#### [ASSIGNMENT]
The exercise asks you to copy every line below in which "with" appears.

Saved entries:
>>>

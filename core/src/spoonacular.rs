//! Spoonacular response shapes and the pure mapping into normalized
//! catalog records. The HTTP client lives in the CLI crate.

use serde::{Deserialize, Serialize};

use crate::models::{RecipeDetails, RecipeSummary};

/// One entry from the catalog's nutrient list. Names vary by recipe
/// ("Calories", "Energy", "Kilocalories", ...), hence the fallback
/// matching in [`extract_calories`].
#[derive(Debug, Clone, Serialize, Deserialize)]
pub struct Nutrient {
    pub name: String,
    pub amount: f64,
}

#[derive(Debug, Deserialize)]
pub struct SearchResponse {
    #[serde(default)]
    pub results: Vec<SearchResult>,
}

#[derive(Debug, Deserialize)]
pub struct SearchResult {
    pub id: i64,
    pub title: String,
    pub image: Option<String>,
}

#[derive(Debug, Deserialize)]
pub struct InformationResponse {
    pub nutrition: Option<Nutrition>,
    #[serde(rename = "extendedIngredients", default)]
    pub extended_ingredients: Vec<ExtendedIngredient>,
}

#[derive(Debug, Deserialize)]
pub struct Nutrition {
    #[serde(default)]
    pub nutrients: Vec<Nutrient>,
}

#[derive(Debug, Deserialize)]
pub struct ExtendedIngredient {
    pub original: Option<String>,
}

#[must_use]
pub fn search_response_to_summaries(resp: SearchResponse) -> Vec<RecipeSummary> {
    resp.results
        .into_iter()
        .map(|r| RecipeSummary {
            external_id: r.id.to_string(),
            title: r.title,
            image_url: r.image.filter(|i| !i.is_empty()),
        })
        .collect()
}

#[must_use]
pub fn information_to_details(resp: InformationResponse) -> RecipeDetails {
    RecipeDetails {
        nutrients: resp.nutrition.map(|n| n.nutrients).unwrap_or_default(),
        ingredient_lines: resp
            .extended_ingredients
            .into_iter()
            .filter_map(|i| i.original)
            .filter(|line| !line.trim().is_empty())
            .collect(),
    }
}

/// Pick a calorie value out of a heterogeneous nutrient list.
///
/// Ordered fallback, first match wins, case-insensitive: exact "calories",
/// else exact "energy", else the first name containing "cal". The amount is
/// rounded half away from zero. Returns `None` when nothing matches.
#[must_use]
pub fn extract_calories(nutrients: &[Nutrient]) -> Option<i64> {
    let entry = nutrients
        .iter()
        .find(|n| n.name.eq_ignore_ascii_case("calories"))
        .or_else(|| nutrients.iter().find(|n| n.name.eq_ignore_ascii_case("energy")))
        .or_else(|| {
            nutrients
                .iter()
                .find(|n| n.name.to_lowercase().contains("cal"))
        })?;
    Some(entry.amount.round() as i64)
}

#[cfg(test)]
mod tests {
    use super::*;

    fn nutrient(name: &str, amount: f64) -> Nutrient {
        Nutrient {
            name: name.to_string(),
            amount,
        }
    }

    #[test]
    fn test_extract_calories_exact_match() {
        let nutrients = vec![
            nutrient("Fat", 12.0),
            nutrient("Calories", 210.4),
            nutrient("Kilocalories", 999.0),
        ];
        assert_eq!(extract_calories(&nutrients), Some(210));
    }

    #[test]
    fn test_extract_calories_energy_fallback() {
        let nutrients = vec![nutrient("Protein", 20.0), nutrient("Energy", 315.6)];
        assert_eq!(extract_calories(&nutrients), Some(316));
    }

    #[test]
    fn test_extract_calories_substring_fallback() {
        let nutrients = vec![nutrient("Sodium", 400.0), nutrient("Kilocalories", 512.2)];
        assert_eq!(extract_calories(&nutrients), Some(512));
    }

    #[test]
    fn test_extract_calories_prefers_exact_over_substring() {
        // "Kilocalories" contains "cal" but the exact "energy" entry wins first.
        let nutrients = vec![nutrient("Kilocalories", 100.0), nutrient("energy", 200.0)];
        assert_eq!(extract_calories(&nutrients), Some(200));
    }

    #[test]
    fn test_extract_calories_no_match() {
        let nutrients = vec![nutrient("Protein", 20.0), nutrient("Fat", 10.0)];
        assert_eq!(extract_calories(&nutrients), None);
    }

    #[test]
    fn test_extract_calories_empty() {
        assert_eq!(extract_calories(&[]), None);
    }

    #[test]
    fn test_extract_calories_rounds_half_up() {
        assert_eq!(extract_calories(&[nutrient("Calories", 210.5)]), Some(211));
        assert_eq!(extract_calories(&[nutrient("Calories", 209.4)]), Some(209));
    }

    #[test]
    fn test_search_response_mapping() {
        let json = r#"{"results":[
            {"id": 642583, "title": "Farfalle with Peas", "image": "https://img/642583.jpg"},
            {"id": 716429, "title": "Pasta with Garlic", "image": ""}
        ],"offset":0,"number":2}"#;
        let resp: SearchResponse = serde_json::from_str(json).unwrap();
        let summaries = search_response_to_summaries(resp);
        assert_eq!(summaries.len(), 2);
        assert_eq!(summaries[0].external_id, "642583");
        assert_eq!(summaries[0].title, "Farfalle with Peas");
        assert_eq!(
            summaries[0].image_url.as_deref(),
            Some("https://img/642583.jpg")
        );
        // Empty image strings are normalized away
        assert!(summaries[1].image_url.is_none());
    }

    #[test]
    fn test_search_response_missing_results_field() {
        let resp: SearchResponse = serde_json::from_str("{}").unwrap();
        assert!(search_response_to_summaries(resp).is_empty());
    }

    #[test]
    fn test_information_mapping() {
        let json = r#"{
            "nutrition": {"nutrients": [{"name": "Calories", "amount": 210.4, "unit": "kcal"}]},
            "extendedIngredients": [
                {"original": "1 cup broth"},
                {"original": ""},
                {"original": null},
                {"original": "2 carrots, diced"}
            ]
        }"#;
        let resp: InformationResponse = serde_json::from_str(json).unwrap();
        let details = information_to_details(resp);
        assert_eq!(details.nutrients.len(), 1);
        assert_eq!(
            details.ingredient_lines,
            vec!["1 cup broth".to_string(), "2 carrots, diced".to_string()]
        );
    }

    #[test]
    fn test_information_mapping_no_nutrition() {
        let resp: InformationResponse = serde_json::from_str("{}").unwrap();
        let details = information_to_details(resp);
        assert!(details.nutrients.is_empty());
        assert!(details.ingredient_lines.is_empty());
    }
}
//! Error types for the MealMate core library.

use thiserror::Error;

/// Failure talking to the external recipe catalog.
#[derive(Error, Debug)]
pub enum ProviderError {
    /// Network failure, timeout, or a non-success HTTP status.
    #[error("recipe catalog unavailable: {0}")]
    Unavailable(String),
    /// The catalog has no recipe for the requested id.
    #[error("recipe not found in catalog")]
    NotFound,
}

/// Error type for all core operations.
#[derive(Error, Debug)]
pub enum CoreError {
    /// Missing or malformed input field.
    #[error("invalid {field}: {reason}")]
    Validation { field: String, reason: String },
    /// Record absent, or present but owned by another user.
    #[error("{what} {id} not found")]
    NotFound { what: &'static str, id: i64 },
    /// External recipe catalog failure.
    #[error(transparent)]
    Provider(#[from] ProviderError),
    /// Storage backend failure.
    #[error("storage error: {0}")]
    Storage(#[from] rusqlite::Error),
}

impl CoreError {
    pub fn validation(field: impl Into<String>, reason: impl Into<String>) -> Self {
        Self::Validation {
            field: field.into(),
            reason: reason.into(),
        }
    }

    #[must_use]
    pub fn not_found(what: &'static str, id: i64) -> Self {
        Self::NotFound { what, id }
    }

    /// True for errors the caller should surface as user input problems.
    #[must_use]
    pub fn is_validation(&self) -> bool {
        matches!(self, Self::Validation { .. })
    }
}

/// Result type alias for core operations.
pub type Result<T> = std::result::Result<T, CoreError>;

<<<

#### [SOLUTION FOR THIS PROBLEM]
            {"id": 642583, "title": "Farfalle with Peas", "image": "https://img/642583.jpg"},
            {"id": 716429, "title": "Pasta with Garlic", "image": ""}
        assert_eq!(summaries[0].title, "Farfalle with Peas");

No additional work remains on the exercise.